What the exercise asks
Go through the lines below and copy each one that holds the string "inverse".

Data in this exercise
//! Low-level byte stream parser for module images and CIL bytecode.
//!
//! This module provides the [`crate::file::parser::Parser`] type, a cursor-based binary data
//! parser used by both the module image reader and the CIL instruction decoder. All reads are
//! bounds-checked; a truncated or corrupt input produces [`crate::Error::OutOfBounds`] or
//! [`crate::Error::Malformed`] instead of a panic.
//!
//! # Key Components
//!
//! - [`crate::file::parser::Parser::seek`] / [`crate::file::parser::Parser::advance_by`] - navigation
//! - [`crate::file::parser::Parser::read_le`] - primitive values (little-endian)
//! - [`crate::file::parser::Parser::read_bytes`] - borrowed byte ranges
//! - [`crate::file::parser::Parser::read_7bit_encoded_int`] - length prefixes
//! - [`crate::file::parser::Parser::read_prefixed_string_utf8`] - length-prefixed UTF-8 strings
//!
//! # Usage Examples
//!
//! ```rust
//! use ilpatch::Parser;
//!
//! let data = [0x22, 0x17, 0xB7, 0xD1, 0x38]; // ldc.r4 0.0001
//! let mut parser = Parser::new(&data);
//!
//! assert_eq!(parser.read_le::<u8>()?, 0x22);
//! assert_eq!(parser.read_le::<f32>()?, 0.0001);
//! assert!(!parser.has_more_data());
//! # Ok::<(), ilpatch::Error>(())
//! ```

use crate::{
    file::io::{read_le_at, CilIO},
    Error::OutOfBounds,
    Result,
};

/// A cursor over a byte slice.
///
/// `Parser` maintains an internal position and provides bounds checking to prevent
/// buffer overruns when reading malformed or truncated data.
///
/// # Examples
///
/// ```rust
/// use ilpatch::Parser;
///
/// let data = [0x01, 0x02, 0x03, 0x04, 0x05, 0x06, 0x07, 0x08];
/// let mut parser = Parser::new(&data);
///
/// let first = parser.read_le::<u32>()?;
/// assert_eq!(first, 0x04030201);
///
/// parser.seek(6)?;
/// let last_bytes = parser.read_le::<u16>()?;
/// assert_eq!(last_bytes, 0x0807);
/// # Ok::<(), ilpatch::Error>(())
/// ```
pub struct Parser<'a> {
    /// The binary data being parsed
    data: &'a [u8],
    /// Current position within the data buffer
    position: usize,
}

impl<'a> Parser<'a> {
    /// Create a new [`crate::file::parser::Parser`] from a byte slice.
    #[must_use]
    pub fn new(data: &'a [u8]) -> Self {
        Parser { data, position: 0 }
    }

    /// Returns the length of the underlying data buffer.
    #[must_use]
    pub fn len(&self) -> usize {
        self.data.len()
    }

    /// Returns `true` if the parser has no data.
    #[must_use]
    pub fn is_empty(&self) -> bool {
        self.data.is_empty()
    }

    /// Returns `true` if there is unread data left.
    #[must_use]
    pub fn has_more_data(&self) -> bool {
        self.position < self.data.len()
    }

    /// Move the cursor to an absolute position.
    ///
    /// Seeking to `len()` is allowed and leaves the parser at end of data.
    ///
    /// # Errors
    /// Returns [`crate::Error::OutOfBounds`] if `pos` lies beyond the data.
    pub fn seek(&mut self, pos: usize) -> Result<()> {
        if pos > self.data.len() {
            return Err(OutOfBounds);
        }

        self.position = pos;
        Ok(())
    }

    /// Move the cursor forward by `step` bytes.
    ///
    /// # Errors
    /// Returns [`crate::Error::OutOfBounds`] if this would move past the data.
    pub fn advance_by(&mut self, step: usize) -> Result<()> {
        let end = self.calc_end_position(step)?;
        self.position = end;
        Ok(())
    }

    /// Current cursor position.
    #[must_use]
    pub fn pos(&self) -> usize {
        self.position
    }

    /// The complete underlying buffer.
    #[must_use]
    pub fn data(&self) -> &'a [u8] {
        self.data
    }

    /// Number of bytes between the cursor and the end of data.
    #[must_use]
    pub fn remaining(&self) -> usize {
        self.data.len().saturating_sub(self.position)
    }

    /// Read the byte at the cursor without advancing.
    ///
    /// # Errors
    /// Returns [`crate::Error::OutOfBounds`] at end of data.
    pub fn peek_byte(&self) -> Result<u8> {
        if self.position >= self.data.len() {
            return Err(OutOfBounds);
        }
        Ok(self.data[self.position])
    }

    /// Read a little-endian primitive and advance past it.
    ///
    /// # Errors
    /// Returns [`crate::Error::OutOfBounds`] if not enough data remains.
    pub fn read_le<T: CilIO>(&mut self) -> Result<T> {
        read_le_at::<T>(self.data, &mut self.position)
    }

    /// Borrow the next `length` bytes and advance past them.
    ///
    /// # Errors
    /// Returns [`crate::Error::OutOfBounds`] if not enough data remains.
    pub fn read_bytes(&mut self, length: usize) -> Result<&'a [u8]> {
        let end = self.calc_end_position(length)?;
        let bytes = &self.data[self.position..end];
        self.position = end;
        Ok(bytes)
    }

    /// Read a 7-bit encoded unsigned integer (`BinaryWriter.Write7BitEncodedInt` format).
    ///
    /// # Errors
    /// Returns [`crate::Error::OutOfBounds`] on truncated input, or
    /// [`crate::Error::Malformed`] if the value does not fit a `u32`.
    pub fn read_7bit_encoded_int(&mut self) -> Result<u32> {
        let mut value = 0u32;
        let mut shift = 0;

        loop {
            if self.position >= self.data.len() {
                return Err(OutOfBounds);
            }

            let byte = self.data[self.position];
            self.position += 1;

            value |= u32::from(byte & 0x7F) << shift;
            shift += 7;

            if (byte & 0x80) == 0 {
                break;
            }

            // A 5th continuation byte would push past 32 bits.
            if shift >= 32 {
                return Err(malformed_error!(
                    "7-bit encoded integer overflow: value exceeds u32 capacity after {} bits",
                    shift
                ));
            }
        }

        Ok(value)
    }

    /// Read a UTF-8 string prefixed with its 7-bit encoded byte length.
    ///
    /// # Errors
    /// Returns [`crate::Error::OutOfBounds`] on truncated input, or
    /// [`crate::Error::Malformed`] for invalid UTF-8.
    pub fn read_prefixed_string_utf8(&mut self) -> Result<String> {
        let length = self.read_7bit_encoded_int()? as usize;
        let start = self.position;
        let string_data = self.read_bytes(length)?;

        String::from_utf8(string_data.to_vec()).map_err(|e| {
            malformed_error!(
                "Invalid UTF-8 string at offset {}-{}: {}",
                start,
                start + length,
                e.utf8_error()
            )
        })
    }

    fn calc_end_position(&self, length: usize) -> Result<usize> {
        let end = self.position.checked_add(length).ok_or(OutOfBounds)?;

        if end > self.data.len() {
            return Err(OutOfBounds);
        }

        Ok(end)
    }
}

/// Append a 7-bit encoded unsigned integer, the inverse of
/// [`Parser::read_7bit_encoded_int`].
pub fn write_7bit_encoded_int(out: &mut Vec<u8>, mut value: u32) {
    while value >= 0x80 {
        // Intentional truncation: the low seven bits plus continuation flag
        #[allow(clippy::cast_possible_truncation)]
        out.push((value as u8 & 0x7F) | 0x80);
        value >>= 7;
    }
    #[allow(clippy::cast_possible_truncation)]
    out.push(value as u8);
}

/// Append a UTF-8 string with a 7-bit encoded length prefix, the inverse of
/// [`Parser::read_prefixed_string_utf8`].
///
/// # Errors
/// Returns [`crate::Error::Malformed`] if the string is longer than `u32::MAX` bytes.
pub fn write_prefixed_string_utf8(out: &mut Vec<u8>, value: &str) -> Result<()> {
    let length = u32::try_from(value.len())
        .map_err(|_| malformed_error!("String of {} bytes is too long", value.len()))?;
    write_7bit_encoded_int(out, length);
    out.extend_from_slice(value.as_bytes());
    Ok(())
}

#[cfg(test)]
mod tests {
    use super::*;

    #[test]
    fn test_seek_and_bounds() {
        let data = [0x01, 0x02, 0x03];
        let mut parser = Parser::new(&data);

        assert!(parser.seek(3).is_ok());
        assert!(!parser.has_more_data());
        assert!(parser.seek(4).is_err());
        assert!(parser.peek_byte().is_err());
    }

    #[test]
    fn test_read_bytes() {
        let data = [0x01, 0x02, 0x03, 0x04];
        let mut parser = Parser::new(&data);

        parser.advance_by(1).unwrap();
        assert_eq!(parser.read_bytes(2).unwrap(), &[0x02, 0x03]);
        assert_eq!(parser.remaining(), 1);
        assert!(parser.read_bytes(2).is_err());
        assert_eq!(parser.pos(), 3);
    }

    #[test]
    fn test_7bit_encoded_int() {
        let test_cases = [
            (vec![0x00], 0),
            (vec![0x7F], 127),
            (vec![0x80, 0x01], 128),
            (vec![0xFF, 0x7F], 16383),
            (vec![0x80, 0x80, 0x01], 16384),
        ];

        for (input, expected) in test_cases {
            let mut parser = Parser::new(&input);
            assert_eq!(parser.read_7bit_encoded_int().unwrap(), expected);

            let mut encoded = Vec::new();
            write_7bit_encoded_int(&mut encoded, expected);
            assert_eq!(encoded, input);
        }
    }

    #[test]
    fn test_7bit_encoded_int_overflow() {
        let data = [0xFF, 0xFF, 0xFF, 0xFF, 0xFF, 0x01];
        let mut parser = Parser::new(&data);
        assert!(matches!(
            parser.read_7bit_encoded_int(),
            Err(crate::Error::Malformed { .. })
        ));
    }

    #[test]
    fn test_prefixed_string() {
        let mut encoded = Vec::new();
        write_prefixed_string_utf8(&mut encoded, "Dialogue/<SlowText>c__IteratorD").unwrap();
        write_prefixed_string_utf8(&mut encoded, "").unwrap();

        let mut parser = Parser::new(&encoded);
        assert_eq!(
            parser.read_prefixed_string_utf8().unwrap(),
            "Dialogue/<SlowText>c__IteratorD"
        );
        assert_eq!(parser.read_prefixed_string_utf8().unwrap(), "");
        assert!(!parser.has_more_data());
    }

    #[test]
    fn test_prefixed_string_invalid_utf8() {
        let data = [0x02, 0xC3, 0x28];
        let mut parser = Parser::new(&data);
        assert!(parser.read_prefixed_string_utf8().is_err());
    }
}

Output below
/// Append a 7-bit encoded unsigned integer, the inverse of
/// Append a UTF-8 string with a 7-bit encoded length prefix, the inverse of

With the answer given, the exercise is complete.